Work order: A stretch of the entries below is to be set down exactly, running from the line with "the tree's error;" through the line with "for request in", both included, and no other line.

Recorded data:
- - - -

impl PendingImport {
    /// Start resolving the imports of `root`.
    ///
    /// The tree settles synchronously when the document has no imports
    /// or the stash covers all of them; otherwise it waits for the
    /// requested packages to be added.
    #[must_use]
    pub fn new(
        root: Arc<Package>,
        context: Option<Arc<dyn ImportContext>>,
        session: Arc<Session>,
        stash: Vec<Arc<Package>>,
    ) -> Self {
        let mut tree = Self {
            session,
            context,
            stash,
            root: Some(Arc::clone(&root)),
            state: State::Loading(Books::default()),
        };
        tree.scan_imports(&root);
        tree.update_status();
        tree
    }

    /// Start from a single request instead of a root document. The
    /// package answering the request becomes the root of the tree.
    #[must_use]
    pub fn for_request(
        request: ImportRequest,
        context: Option<Arc<dyn ImportContext>>,
        session: Arc<Session>,
        stash: Vec<Arc<Package>>,
    ) -> Self {
        let mut tree = Self {
            session,
            context,
            stash,
            root: None,
            state: State::Loading(Books::default()),
        };
        tree.register(None, request);
        tree.update_status();
        tree
    }

    /// The root document, once known.
    #[must_use]
    pub fn root(&self) -> Option<&Arc<Package>> {
        self.root.as_ref()
    }

    /// True while requests are outstanding.
    #[must_use]
    pub fn is_waiting(&self) -> bool {
        matches!(self.state, State::Loading(_))
    }

    /// True once every package is loaded and ordered.
    #[must_use]
    pub fn is_ready(&self) -> bool {
        matches!(self.state, State::Ready(_))
    }

    /// True once the tree has failed.
    #[must_use]
    pub fn is_error(&self) -> bool {
        matches!(self.state, State::Failed(_))
    }

    /// The merge-ordered packages, root last.
    #[must_use]
    pub fn ordered(&self) -> Option<&[Arc<Package>]> {
        match &self.state {
            State::Ready(ordered) => Some(ordered),
            _ => None,
        }
    }

    /// Qualified names of the loaded packages in merge order, without
    /// the root document.
    #[must_use]
    pub fn loaded_names(&self) -> Vec<String> {
        self.ordered()
            .and_then(<[Arc<Package>]>::split_last)
            .map(|(_root, rest)| rest.iter().map(|package| package.name().to_string()).collect())
            .unwrap_or_default()
    }

    /// The error that poisoned the tree.
    #[must_use]
    pub fn error(&self) -> Option<&Error> {
        match &self.state {
            State::Failed(failure) => Some(&failure.error),
            _ => None,
        }
    }

    /// The reference whose processing failed, when one is known.
    #[must_use]
    pub fn failed_reference(&self) -> Option<&ImportRef> {
        match &self.state {
            State::Failed(failure) => failure.reference.as_ref(),
            _ => None,
        }
    }

    /// Drain the batch of requests the host should fetch next.
    ///
    /// Drained requests move to the pending set and stay there until
    /// [`add_package`](Self::add_package) answers them. Scanning an
    /// answered package can surface another batch.
    pub fn requested_packages(&mut self) -> Vec<ImportRequest> {
        match &mut self.state {
            State::Loading(books) => {
                let drained: Vec<ImportRequest> =
                    std::mem::take(&mut books.requested).into_iter().collect();
                books.pending.extend(drained.iter().cloned());
                drained
            }
            _ => Vec::new(),
        }
    }

    /// Answer a drained request with its package.
    ///
    /// Answers may arrive in any order. An answer for a request that
    /// is not pending is ignored.
    pub fn add_package(&mut self, request: &ImportRequest, package: Arc<Package>) {
        let accepted = match &mut self.state {
            State::Loading(books) => books.pending.remove(request),
            _ => false,
        };
        if !accepted {
            warn!(request = %request, "ignoring a package that was not requested");
            return;
        }

        if self.root.is_none() {
            self.root = Some(Arc::clone(&package));
        }
        if let State::Loading(books) = &mut self.state {
            books.loaded.insert(request.reference().clone(), Arc::clone(&package));
        }
        self.scan_imports(&package);
        if self.is_error() {
            // Attribute the failure to the package that introduced it.
            if let State::Failed(failure) = &mut self.state {
                if failure.reference.is_none() {
                    failure.reference = Some(request.reference().clone());
                }
            }
        }
        self.update_status();
    }

    /// Record a failure. The first failure decides the tree's error;
    /// later ones still reach the session console.
    pub(crate) fn fail(&mut self, error: Error, reference: Option<ImportRef>) {
        self.session.console(error.to_string());
        let mut cause = std::error::Error::source(&error);
        while let Some(inner) = cause {
            self.session.console(inner.to_string());
            cause = inner.source();
        }
        if matches!(self.state, State::Failed(_)) {
            return;
        }
        self.state = State::Failed(Failure { error, reference });
    }

    /// Walk a package's import records and register the requests they
    /// expand to.
    fn scan_imports(&mut self, package: &Arc<Package>) {
        if self.is_error() {
            return;
        }
        let Some(import) = package.import_value() else {
            return;
        };
        let Some(records) = import.as_array() else {
            self.fail(Error::ImportNotArray, None);
            return;
        };

        let importer = package.name().to_string();
        for value in records {
            let expanded = ImportRecord::from_value(value).and_then(|record| {
                record.expand(&RecordDefaults::default(), self.context.as_deref(), &self.session)
            });
            match expanded {
                Ok(Some(requests)) => {
                    for request in requests {
                        self.register(Some(&importer), request);
                        if self.is_error() {
                            return;
                        }
                    }
                }
                Ok(None) => {}
                Err(error) => {
                    self.fail(error, None);
                    return;
                }
            }
        }
    }

    /// Fold one request into the books: reuse an earlier request when
    /// acceptable, record the dependency edge, satisfy from the stash,
    /// or queue it for the host.
    fn register(&mut self, importer: Option<&str>, request: ImportRequest) {
        let request = match &mut self.state {
            State::Loading(books) => {
                let seen = books
                    .by_name
                    .entry(request.reference().name().to_string())
                    .or_default();
                let request = match seen
                    .iter()
                    .find(|existing| is_acceptable_replacement(existing.reference(), request.reference()))
                {
                    Some(existing) => existing.clone(),
                    None => {
                        seen.push(request.clone());
                        request
                    }
                };

                if let Some(importer) = importer {
                    books
                        .dependencies
                        .entry(importer.to_string())
                        .or_default()
                        .push(request.reference().clone());
                }

                if books.requested.contains(&request)
                    || books.pending.contains(&request)
                    || books.loaded.contains_key(request.reference())
                {
                    return;
                }
                request
            }
            _ => return,
        };

        let qualified = request.reference().qualified_name();
        if let Some(stashed) = self
            .stash
            .iter()
            .find(|package| package.name() == qualified)
            .cloned()
        {
            debug!(package = %qualified, "import satisfied from the stash");
            if let State::Loading(books) = &mut self.state {
                books.loaded.insert(request.reference().clone(), Arc::clone(&stashed));
            }
            if self.root.is_none() {
                self.root = Some(Arc::clone(&stashed));
            }
            // Re-scan under the current context; a stashed package can
            // still pull in a dependency it did not need before.
            self.scan_imports(&stashed);
            return;
        }

        if let State::Loading(books) = &mut self.state {
            books.requested.insert(request);
        }
    }

    /// Settle the tree once nothing is requested or pending.
    fn update_status(&mut self) {
        let result = match &self.state {
            State::Loading(books) if books.requested.is_empty() && books.pending.is_empty() => {
                let Some(root) = &self.root else { return };
                ordering::order_packages(root, &books.dependencies, &books.loaded)
            }
            _ => return,
        };
        match result {
            Ok(ordered) => {
                debug!(packages = ordered.len(), "import tree is ready");
                self.state = State::Ready(ordered);
            }
            Err(failure) => {
                self.session.console(failure.error.to_string());
                self.fail(Error::OrderingFailed, failure.reference);
            }
        }
    }
}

- - - -

The answer:
    /// Record a failure. The first failure decides the tree's error;
    /// later ones still reach the session console.
    pub(crate) fn fail(&mut self, error: Error, reference: Option<ImportRef>) {
        self.session.console(error.to_string());
        let mut cause = std::error::Error::source(&error);
        while let Some(inner) = cause {
            self.session.console(inner.to_string());
            cause = inner.source();
        }
        if matches!(self.state, State::Failed(_)) {
            return;
        }
        self.state = State::Failed(Failure { error, reference });
    }

    /// Walk a package's import records and register the requests they
    /// expand to.
    fn scan_imports(&mut self, package: &Arc<Package>) {
        if self.is_error() {
            return;
        }
        let Some(import) = package.import_value() else {
            return;
        };
        let Some(records) = import.as_array() else {
            self.fail(Error::ImportNotArray, None);
            return;
        };

        let importer = package.name().to_string();
        for value in records {
            let expanded = ImportRecord::from_value(value).and_then(|record| {
                record.expand(&RecordDefaults::default(), self.context.as_deref(), &self.session)
            });
            match expanded {
                Ok(Some(requests)) => {
                    for request in requests {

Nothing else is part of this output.